No hay nada q agradecer!, para eso estamos aca para ayudarnos mutuamente.
Hoy por ti mañana por mi!
saludos!

Pd:estaria interesante ver alguna que otra foto del robot ya andando, o durante su proceso de fabricacion!


----------



## tiopepe123 (Ene 17, 2008)

Si el receptor lo sacaste de un TV, debes identificar las tres patillas alimentacion, masa y datos.

Se trata de un circuito integrado con aspecto de transistor, en su interior hay un amplificador, fotodiodo y adaptador logico .

Para que te funcione el receptor necesitas montar con un 555 un oscilador conectado a los led emisores a una frecuencia de 40Khz.


----------



## Zettaextremo (Feb 7, 2008)

julitop dijo:
			
		

> Pd:estaria interesante ver alguna que otra foto del robot ya andando, o durante su proceso de fabricacion!



oie disculpa juliotop por mas que busque en electronicas cercanas no encontre el lm567 que venia en el circuito que me diste, no existira algun sustituto, aa i aki esta una foto del robot.
PD. no pude subir la foto aqui en el foro asi que la puse en un metroflog espero y no importe.

http://www.metroflog.com/aRtUr0oo0xxTreMe/20080207/hexapodo_con_futuras_tenazas


----------



## ferfila20 (Feb 8, 2008)

hola 

me intereso la foto de tu robot 
me gustaria ver un video de el funcionando 
podrias subir uno en youtube 

saludos


----------



## Zettaextremo (Feb 8, 2008)

Hola ferfila20 gracias por tu interes en mi cangrejo de 6 patas  , desgraciadamente todavia no funciona mi robot  , ya que le falta la parte electronica, ya que cuento con muy poco presupuesto que me llega cada mes y no le avanzo mucho, pero pronto terminare parcialmente el controlodador de una sola pata, y aunque yo sea el que controla todavia la pata, voy a grabar un video de como se mueve, te digo que hace poco quise mover mi hexapodo para que avanzara unos 5 cm, y tarde como una hora en mover los 18 motores que tiene, ya que solo los energizaba con la pila directamente, vaya experiencia agotadora  , como quiera aqui te dejo mi cuenta de youtube para que cheques el video, como ahorita voy a salir de viaje el video lo subiria la otra semana... aaa si alguien sabe que sustituto hay para el lm567 que me haga saber cual es...  

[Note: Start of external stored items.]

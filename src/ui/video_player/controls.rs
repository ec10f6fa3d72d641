// SPDX-License-Identifier: MPL-2.0
//! Transport bar: scrub slider, time display and control buttons.

use super::{format_time, styles as player_styles, Message, State, ViewContext};
use crate::ui::design_tokens::{sizing, spacing, typography};
use crate::ui::icons::{self, Control, ControlState, IconOverrides};
use crate::ui::styles::{self, Style, StyleSlot};
use iced::widget::{button, column, container, row, slider, text, tooltip, Space, Text};
use iced::{Alignment, Element, Length, Theme};

/// Slider step in seconds (1ms precision).
const SLIDER_STEP_SECS: f64 = 0.001;

impl<H> State<H> {
    pub(super) fn transport<'a>(&'a self, ctx: &ViewContext<'a>) -> Element<'a, Message> {
        let overrides = &self.props.styles;
        let fullscreen = self.is_fullscreen();
        let controls_style = player_styles::resolve(overrides, StyleSlot::Controls);
        let button_style = player_styles::resolve(overrides, StyleSlot::Button);
        let slider_style = player_styles::resolve(overrides, StyleSlot::Slider);
        let time_style = if fullscreen {
            player_styles::resolve(overrides, StyleSlot::TimeTextFullscreen)
        } else {
            player_styles::resolve(overrides, StyleSlot::TimeText)
        };

        let timeline = slider(
            0.0..=self.duration().max(0.0),
            self.displayed_time(),
            Message::SeekPreview,
        )
        .on_release(Message::SeekCommit)
        .step(SLIDER_STEP_SECS)
        .width(Length::Fill)
        .height(if fullscreen {
            sizing::SLIDER_HEIGHT_FULLSCREEN
        } else {
            sizing::SLIDER_HEIGHT
        })
        .style(styles::slider::scrubber(slider_style));

        let time_display = text(format!(
            "{} / {}",
            format_time(self.displayed_time()),
            format_time(self.duration())
        ))
        .size(time_style.font_size.unwrap_or(typography::CAPTION))
        .style(move |_theme: &Theme| time_style.text());

        let state = self.control_state();
        let icons = &self.props.icons;
        let tr = |key: &str| ctx.i18n.tr(key);

        let mute_tooltip = if state.muted {
            tr("player-unmute-tooltip")
        } else {
            tr("player-mute-tooltip")
        };
        let play_tooltip = if state.paused {
            tr("player-play-tooltip")
        } else {
            tr("player-pause-tooltip")
        };
        let fullscreen_tooltip = if fullscreen {
            tr("player-exit-fullscreen-tooltip")
        } else {
            tr("player-fullscreen-tooltip")
        };

        let rate_button = button(
            text(self.rate().label())
                .size(button_style.font_size.unwrap_or(typography::TITLE))
                .style(move |_theme: &Theme| button_style.text()),
        )
        .on_press(Message::CycleRate)
        .padding(button_style.padding())
        .style(styles::button::from_style(button_style));

        let buttons = row![
            control_button(Control::Mute, &state, icons, button_style, Message::ToggleMute, mute_tooltip),
            control_button(Control::Back, &state, icons, button_style, Message::Back, tr("player-back-tooltip")),
            control_button(Control::PlayPause, &state, icons, button_style, Message::TogglePlayback, play_tooltip),
            control_button(Control::Next, &state, icons, button_style, Message::Next, tr("player-next-tooltip")),
            control_button(Control::Loop, &state, icons, button_style, Message::ToggleLoop, tr("player-loop-tooltip")),
            with_tooltip(rate_button.into(), tr("player-rate-tooltip")),
            control_button(Control::Fullscreen, &state, icons, button_style, Message::ToggleFullscreen, fullscreen_tooltip),
            control_button(Control::Minimize, &state, icons, button_style, Message::ToggleMinimize, tr("player-minimize-tooltip")),
        ]
        .spacing(controls_style.spacing.unwrap_or(spacing::XS))
        .align_y(Alignment::Center);

        let bottom_row = row![time_display, Space::new().width(Length::Fill), buttons]
            .spacing(spacing::SM)
            .align_y(Alignment::Center);

        container(column![timeline, bottom_row].spacing(spacing::XXS))
            .width(Length::Fill)
            .padding(controls_style.padding())
            .style(styles::container::from_style(controls_style))
            .into()
    }
}

/// Icon button resolved through the icon overrides.
pub(super) fn control_button<'a>(
    control: Control,
    state: &ControlState,
    overrides: &IconOverrides,
    style: Style,
    message: Message,
    tooltip_text: String,
) -> Element<'a, Message> {
    let asset = icons::resolve_asset(control, state, overrides);
    let size = style
        .width
        .or(style.height)
        .unwrap_or(sizing::ICON_CONTROL);

    let content = button(icons::view(&asset, size))
        .on_press(message)
        .padding(style.padding())
        .style(styles::button::from_style(style));

    with_tooltip(content.into(), tooltip_text)
}

pub(super) fn with_tooltip<'a>(
    content: Element<'a, Message>,
    tooltip_text: String,
) -> Element<'a, Message> {
    tooltip(content, Text::new(tooltip_text), tooltip::Position::Top)
        .gap(4)
        .style(container::rounded_box)
        .into()
}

http://www.youtube.com/profile_videos?user=p0nchemesis

nos vemos


----------



## sayayin (Mar 5, 2008)

oye que extraño que no ayas condeguido el 567 aqui en bogota se consiguen muy facilmente y muy baratos


claro que se me ocurre otra manera de hacer un sensor y es con un pic 
lo programas para que emita cierta frecuencia por el emisor y para que emita un pulso cada ves que el receptor reciba una señal de a la misma frecuencia del emisor


----------



## Zettaextremo (Mar 6, 2008)

pues en donde vivo ya quedaron obsoletos, incluso sus sustitutos ya quedaron tambien obsoletos, en esta semana voy a mandar pedir los sustitutos, pero no me acuerdo que marca seran, pero me va a salir un buen, y aproveche para pedir un par de 2gp12 aunque no conosca muy bien su funcionamiento, gracias por atender mis dudas


----------



## Zettaextremo (Mar 8, 2008)

ferfila20 dijo:
			
		

> hola
> 
> me intereso la foto de tu robot
> me gustaria ver un video de el funcionando
> ...



hola aqui esta el video del hexapodo, ya pronto le pondre los controladores par verlo funcionar

YouTube - Robot hexapodo(estructura)

nos vemos


----------